Dataset items

━━━━━━━━━━━━━━━━━━━━━━━━━━━━━━

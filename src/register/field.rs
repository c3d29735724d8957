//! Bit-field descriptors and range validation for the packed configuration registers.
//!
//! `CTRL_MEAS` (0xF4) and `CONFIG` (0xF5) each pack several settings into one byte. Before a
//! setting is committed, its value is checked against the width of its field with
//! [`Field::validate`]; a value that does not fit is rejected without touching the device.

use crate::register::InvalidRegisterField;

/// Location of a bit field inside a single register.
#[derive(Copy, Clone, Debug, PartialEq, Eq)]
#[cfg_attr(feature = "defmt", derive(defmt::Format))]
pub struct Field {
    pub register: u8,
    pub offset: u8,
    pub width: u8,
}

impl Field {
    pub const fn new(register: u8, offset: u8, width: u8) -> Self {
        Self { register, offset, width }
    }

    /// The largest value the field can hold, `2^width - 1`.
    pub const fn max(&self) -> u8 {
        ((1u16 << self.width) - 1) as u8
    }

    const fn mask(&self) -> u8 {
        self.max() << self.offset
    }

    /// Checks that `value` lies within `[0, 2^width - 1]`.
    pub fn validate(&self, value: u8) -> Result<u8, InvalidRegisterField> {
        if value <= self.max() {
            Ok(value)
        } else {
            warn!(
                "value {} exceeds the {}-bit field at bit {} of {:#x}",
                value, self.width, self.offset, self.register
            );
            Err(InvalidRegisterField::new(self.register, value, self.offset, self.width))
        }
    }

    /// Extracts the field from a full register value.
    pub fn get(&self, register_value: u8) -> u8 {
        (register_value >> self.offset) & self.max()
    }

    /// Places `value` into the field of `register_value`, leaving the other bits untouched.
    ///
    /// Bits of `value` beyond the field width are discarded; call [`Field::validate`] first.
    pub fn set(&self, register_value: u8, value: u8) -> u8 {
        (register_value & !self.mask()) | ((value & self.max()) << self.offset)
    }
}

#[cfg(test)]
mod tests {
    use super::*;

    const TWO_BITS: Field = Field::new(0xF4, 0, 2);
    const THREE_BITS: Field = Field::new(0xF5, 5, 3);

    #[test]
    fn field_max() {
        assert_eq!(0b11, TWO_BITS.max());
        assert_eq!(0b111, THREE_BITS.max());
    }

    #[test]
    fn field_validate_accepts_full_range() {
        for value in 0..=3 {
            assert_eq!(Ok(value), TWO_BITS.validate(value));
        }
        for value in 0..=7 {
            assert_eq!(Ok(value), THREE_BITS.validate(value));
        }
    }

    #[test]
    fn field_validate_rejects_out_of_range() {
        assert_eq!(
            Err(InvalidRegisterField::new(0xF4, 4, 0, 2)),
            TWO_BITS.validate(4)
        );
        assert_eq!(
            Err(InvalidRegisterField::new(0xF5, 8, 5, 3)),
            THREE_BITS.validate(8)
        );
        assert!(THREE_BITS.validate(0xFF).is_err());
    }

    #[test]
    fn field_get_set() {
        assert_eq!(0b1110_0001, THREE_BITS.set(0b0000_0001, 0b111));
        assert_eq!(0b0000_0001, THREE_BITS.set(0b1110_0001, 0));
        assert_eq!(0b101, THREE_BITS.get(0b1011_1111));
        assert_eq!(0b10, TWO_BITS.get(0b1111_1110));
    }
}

━━━━━━━━━━━━━━━━━━━━━━━━━━━━━━

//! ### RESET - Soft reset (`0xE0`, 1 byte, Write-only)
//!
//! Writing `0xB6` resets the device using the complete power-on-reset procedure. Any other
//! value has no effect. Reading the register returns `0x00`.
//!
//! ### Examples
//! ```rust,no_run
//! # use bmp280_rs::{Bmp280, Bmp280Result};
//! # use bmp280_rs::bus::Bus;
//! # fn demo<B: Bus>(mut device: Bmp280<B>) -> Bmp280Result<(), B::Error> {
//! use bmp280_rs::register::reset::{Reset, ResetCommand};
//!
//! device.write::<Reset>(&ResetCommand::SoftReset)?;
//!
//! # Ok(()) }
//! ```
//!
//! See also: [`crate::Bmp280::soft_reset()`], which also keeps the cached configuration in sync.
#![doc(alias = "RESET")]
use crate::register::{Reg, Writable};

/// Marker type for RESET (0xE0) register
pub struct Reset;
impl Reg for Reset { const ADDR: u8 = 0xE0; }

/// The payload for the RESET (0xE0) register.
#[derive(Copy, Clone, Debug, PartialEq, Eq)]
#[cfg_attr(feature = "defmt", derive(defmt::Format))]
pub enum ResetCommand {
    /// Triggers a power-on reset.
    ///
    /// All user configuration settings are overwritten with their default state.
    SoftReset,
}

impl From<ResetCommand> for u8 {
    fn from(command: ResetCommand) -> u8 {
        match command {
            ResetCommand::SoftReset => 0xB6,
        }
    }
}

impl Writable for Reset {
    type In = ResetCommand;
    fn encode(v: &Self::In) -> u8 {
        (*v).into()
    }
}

━━━━━━━━━━━━━━━━━━━━━━━━━━━━━━

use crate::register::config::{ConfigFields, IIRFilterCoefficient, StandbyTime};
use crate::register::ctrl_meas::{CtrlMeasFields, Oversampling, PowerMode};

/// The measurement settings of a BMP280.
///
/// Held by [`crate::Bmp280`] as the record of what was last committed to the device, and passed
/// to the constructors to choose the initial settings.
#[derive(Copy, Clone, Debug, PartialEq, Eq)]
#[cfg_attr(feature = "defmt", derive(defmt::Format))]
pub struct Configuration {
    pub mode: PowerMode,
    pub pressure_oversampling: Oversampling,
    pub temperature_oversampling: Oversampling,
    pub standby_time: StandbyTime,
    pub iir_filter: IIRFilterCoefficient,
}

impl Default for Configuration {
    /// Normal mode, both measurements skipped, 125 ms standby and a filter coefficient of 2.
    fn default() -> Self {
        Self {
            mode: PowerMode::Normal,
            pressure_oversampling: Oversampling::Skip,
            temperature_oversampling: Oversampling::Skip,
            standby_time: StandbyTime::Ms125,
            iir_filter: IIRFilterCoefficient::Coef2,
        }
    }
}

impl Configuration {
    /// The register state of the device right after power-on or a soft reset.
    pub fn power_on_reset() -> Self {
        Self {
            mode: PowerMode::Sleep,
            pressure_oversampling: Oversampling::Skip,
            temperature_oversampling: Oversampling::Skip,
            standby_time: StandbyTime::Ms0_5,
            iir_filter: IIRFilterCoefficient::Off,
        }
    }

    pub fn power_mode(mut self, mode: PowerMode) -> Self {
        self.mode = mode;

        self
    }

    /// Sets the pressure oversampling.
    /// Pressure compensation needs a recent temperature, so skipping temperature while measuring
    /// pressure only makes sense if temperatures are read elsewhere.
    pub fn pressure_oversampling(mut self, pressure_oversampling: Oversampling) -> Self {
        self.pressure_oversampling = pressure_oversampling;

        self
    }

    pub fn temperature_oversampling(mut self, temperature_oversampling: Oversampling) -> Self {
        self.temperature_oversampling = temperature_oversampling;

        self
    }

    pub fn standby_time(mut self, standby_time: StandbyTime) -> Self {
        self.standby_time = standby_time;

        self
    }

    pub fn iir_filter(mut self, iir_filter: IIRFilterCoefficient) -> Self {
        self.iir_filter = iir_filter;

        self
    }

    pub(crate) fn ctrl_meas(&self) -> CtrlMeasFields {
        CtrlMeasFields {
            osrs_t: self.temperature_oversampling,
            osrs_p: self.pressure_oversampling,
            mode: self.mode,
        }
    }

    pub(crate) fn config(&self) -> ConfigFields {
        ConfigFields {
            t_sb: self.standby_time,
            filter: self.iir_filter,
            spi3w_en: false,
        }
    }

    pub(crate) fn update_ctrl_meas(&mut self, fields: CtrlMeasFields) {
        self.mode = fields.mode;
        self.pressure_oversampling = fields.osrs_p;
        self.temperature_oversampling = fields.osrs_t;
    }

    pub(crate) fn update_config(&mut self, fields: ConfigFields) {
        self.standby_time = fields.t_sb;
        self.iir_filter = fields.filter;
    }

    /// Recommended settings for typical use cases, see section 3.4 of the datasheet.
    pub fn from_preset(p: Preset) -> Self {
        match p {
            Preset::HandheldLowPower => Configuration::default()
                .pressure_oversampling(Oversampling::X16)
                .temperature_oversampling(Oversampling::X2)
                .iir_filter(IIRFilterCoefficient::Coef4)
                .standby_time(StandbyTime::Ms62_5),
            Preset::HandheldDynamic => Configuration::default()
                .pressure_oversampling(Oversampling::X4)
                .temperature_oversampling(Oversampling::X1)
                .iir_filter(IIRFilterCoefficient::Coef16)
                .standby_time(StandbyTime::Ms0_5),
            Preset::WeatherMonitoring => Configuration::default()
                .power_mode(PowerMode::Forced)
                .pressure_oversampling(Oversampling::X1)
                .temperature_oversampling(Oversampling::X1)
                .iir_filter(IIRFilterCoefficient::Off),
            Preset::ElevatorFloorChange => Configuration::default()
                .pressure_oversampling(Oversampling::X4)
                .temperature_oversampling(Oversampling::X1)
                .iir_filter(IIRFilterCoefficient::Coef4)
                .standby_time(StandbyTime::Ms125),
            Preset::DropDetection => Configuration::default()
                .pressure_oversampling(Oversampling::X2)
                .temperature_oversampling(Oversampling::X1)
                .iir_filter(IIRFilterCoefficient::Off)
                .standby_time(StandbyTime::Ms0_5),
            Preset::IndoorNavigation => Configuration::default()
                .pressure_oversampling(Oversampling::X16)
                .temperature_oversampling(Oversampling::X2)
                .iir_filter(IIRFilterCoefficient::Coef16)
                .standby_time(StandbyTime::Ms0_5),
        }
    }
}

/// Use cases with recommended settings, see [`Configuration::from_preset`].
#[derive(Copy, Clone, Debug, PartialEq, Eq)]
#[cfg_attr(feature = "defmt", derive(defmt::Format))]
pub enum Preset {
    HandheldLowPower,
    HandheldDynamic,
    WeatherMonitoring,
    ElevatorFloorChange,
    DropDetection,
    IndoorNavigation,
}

━━━━━━━━━━━━━━━━━━━━━━━━━━━━━━

All that is wanted is a faithful reproduction of the line above with "filename src/register/field.rs", the line with "byte. Before a", and every line in between.

▶ _TASK RESULT_
filename src/register/field.rs
repository c3d29735724d8957
//! Bit-field descriptors and range validation for the packed configuration registers.
//!
//! `CTRL_MEAS` (0xF4) and `CONFIG` (0xF5) each pack several settings into one byte. Before a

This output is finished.